Currently, information such as the manhole’s location by its coorindates, the date on which the survey was taken and the elevation of the manhole, are all available. There is also notable infrastructure that has been color-categorized and mapped to assist city employees in the future, such as green arrows that denote the direction of flow for sewer lines, the black and white marks indicating water system valves and the blue lines that identify water lines themselves.
Vreugdenhil said the digitized database can pay off in any number of ways, but specifically mentioned the case of a water line break. Such a break can cost the city time and money in the amount of water lost, staff time used in repairing the damage and money used to purchase equipment to fix the issue.
“If we had a water line break, I can take the iPad from my vehicle and know where the valves are to isolate and turn off the water line, without having to run back to the office and pull dated maps out of a flat drawer,” said Vreugdenhil. “I can do it from my smartphone.”
Having an inventory that can be regularly accessed also allows information to be shared, updated and monitored, so that the age of lines, hydrants and various equipment and infrastructure can be easily tracked and maintained, a measure that could also act to prevent problems before they occur.
Vreugdenhil again went back to the new system to show just how that information is readily available once logged, again using the Lisbon Street manhole as an example.
“It tell me the water line in front of City Hall is a 6-inch cast iron that’s owned by the town.
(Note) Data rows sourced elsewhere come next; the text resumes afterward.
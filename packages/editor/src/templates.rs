//! # Structure Templates
//!
//! Named sets of child descriptors materialized when a container element is
//! created with a structure name. The catalog is data only; the store never
//! needs to know about individual templates.

use sitecraft_model::{Configuration, ElementKind, Settings, Slot, Styles};
use std::collections::HashMap;
use std::sync::OnceLock;

/// Descriptor of one child created by a template
#[derive(Debug, Clone, PartialEq)]
pub struct ChildTemplate {
    pub kind: ElementKind,
    pub content: Option<String>,
    pub styles: Styles,
    pub level: Option<u8>,
    pub slot: Option<Slot>,
    pub configuration: Option<Configuration>,
    pub settings: Option<Settings>,
}

impl ChildTemplate {
    pub fn new(kind: ElementKind) -> Self {
        Self {
            kind,
            content: None,
            styles: Styles::default(),
            level: None,
            slot: None,
            configuration: None,
            settings: None,
        }
    }

    pub fn content(mut self, content: impl Into<String>) -> Self {
        self.content = Some(content.into());
        self
    }

    pub fn styles(mut self, styles: Styles) -> Self {
        self.styles = styles;
        self
    }

    pub fn level(mut self, level: u8) -> Self {
        self.level = Some(level);
        self
    }

    pub fn slot(mut self, slot: Slot) -> Self {
        self.slot = Some(slot);
        self
    }

    pub fn configuration(mut self, configuration: Configuration) -> Self {
        self.configuration = Some(configuration);
        self
    }

    pub fn settings(mut self, settings: Settings) -> Self {
        self.settings = Some(settings);
        self
    }
}

/// A named structure: container kind, container styles, ordered children
#[derive(Debug, Clone, PartialEq)]
pub struct StructureTemplate {
    pub name: String,
    pub container: ElementKind,
    pub styles: Styles,
    pub children: Vec<ChildTemplate>,
}

impl StructureTemplate {
    pub fn new(name: impl Into<String>, container: ElementKind) -> Self {
        Self {
            name: name.into(),
            container,
            styles: Styles::default(),
            children: Vec::new(),
        }
    }

    pub fn styles(mut self, styles: Styles) -> Self {
        self.styles = styles;
        self
    }

    pub fn child(mut self, child: ChildTemplate) -> Self {
        self.children.push(child);
        self
    }
}

/// Registry of structure templates keyed by name
#[derive(Debug, Clone, Default)]
pub struct StructureRegistry {
    templates: HashMap<String, StructureTemplate>,
}

impl StructureRegistry {
    pub fn new() -> Self {
        Self::default()
    }

    /// Shared registry with the built-in catalog
    pub fn builtin() -> &'static StructureRegistry {
        static REGISTRY: OnceLock<StructureRegistry> = OnceLock::new();
        REGISTRY.get_or_init(builtin_registry)
    }

    /// Register a template, replacing any previous one with the same name
    pub fn register(&mut self, template: StructureTemplate) {
        self.templates.insert(template.name.clone(), template);
    }

    pub fn get(&self, name: &str) -> Option<&StructureTemplate> {
        self.templates.get(name)
    }

    /// Child descriptors for a structure; empty for unknown names
    pub fn resolve(&self, name: &str) -> &[ChildTemplate] {
        self.templates
            .get(name)
            .map(|t| t.children.as_slice())
            .unwrap_or(&[])
    }

    /// Template names, sorted
    pub fn names(&self) -> Vec<&str> {
        let mut names: Vec<&str> = self.templates.keys().map(String::as_str).collect();
        names.sort_unstable();
        names
    }

    pub fn templates(&self) -> impl Iterator<Item = &StructureTemplate> {
        self.templates.values()
    }
}

fn text(kind: ElementKind, content: &str) -> ChildTemplate {
    ChildTemplate::new(kind).content(content)
}

fn field(input_type: &str, name: &str, placeholder: &str) -> ChildTemplate {
    ChildTemplate::new(ElementKind::Input).configuration(
        Configuration::new()
            .with("inputType", input_type)
            .with("name", name)
            .with("placeholder", placeholder),
    )
}

fn logo() -> ChildTemplate {
    text(ElementKind::Image, "/assets/logo.png")
        .slot(Slot::Logo)
        .styles(Styles::new().with("height", "40px"))
}

fn nav_link(label: &str) -> ChildTemplate {
    text(ElementKind::Span, label).slot(Slot::Link)
}

fn builtin_registry() -> StructureRegistry {
    let mut registry = StructureRegistry::new();

    // Forms
    registry.register(
        StructureTemplate::new("basic", ElementKind::Form)
            .child(field("text", "name", "Your name"))
            .child(field("email", "email", "Your email")),
    );
    registry.register(
        StructureTemplate::new("contact", ElementKind::Form)
            .styles(Styles::new().with("maxWidth", "480px"))
            .child(field("text", "name", "Your name"))
            .child(field("email", "email", "Your email"))
            .child(
                ChildTemplate::new(ElementKind::Textarea).configuration(
                    Configuration::new()
                        .with("name", "message")
                        .with("placeholder", "Message"),
                ),
            )
            .child(text(ElementKind::Button, "Send")),
    );

    // Navigation bars
    registry.register(
        StructureTemplate::new("twoColumn", ElementKind::Navbar)
            .child(logo())
            .child(nav_link("Home"))
            .child(nav_link("About"))
            .child(text(ElementKind::Button, "Get Started").slot(Slot::Button)),
    );
    registry.register(
        StructureTemplate::new("threeColumn", ElementKind::Navbar)
            .child(logo())
            .child(nav_link("Home"))
            .child(nav_link("Collection"))
            .child(nav_link("Roadmap"))
            .child(text(ElementKind::Button, "Join").slot(Slot::Button))
            .child(text(ElementKind::ConnectWalletButton, "Connect Wallet").slot(Slot::Button)),
    );
    registry.register(
        StructureTemplate::new("customTemplate", ElementKind::Navbar)
            .styles(Styles::new().with("backgroundColor", "#111111").with("color", "#ffffff"))
            .child(logo())
            .child(nav_link("Features"))
            .child(nav_link("Pricing"))
            .child(text(ElementKind::Button, "Sign Up").slot(Slot::Button)),
    );

    // Heroes
    for name in ["heroOne", "heroTwo", "heroThree"] {
        registry.register(
            StructureTemplate::new(name, ElementKind::Hero)
                .child(text(ElementKind::Image, "/assets/hero.png").slot(Slot::Image))
                .child(
                    text(ElementKind::Heading, "Build something great")
                        .level(1)
                        .slot(Slot::Title),
                )
                .child(
                    text(ElementKind::Span, "Launch your page in minutes").slot(Slot::Subtitle),
                )
                .child(text(ElementKind::Button, "Get Started").slot(Slot::Button))
                .child(text(ElementKind::Button, "Learn More").slot(Slot::Button)),
        );
    }

    // Footers
    registry.register(
        StructureTemplate::new("simple", ElementKind::Footer)
            .child(logo())
            .child(nav_link("Privacy"))
            .child(nav_link("Terms"))
            .child(text(ElementKind::Span, "© 2024 Company").slot(Slot::Copyright)),
    );
    registry.register(
        StructureTemplate::new("detailed", ElementKind::Footer)
            .child(logo())
            .child(
                text(ElementKind::Paragraph, "Tools for independent creators.")
                    .slot(Slot::Description),
            )
            .child(nav_link("Docs"))
            .child(nav_link("Blog"))
            .child(nav_link("Careers"))
            .child(text(ElementKind::Button, "Twitter").slot(Slot::Social))
            .child(text(ElementKind::Button, "Discord").slot(Slot::Social))
            .child(text(ElementKind::Span, "© 2024 Company").slot(Slot::Copyright)),
    );

    // Calls to action
    registry.register(
        StructureTemplate::new("ctaOne", ElementKind::Cta)
            .child(
                text(ElementKind::Heading, "Ready to start?")
                    .level(2)
                    .slot(Slot::Title),
            )
            .child(
                text(ElementKind::Paragraph, "Join thousands of builders today.")
                    .slot(Slot::Description),
            )
            .child(text(ElementKind::Button, "Sign Up").slot(Slot::Button)),
    );
    registry.register(
        StructureTemplate::new("ctaTwo", ElementKind::Cta)
            .child(
                text(ElementKind::Heading, "Ready to start?")
                    .level(2)
                    .slot(Slot::Title),
            )
            .child(
                text(ElementKind::Paragraph, "Join thousands of builders today.")
                    .slot(Slot::Description),
            )
            .child(text(ElementKind::Button, "Sign Up").slot(Slot::Button))
            .child(text(ElementKind::Button, "Contact Sales").slot(Slot::Button))
            .child(text(ElementKind::Image, "/assets/cta.png").slot(Slot::Image)),
    );

    // Minting
    let mut minting = StructureTemplate::new("mintingSection", ElementKind::MintingSection)
        .child(text(ElementKind::Heading, "Mint Your NFT").level(2).slot(Slot::Title))
        .child(
            text(ElementKind::Paragraph, "Limited collection of 10,000 unique items.")
                .slot(Slot::Description),
        )
        .child(text(ElementKind::Image, "/assets/nft.png").slot(Slot::Image))
        .child(text(ElementKind::Span, "Ends in 02:14:30").slot(Slot::Timer))
        .child(text(ElementKind::Span, "Price: 0.5 SOL").slot(Slot::Price))
        .child(
            ChildTemplate::new(ElementKind::Input)
                .slot(Slot::Quantity)
                .configuration(
                    Configuration::new()
                        .with("inputType", "number")
                        .with("name", "quantity")
                        .with("placeholder", "1"),
                ),
        )
        .child(text(ElementKind::Button, "Mint Now").slot(Slot::MintButton))
        .child(
            text(ElementKind::ConnectWalletButton, "Connect Wallet")
                .slot(Slot::WalletButton)
                .settings(Settings {
                    wallets: Some(vec!["phantom".to_string(), "solflare".to_string()]),
                    ..Default::default()
                }),
        );
    for index in 1..=3 {
        minting = minting.child(
            text(ElementKind::Image, &format!("/assets/rare-{}.png", index)).slot(Slot::RareItem),
        );
    }
    registry.register(minting);

    registry
}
That segment is 17 feet, 1 inches long,” said Vreugdenhil. “I can get all that type of information.”
He said the project would also assist the Clinton Fire Department with its ISO (Insurance Services Office) rating and get many city departments, notably Public Works and Fire, on the same digital page.
“There’s a wealth of information and I’m really proud of having the entire city’s water and sewer infrastructure on there,” Vreugdenhil said. “I can tell you there are nearly 600 fire hydrants and there are 1,589 manholes. I can go over in the quick search tool and isolate ages of fire hydrants and pull out how many are older than 60 years old and put them on a list for replacement.
“All types of information of that nature is a useful tool that we can use,” he said.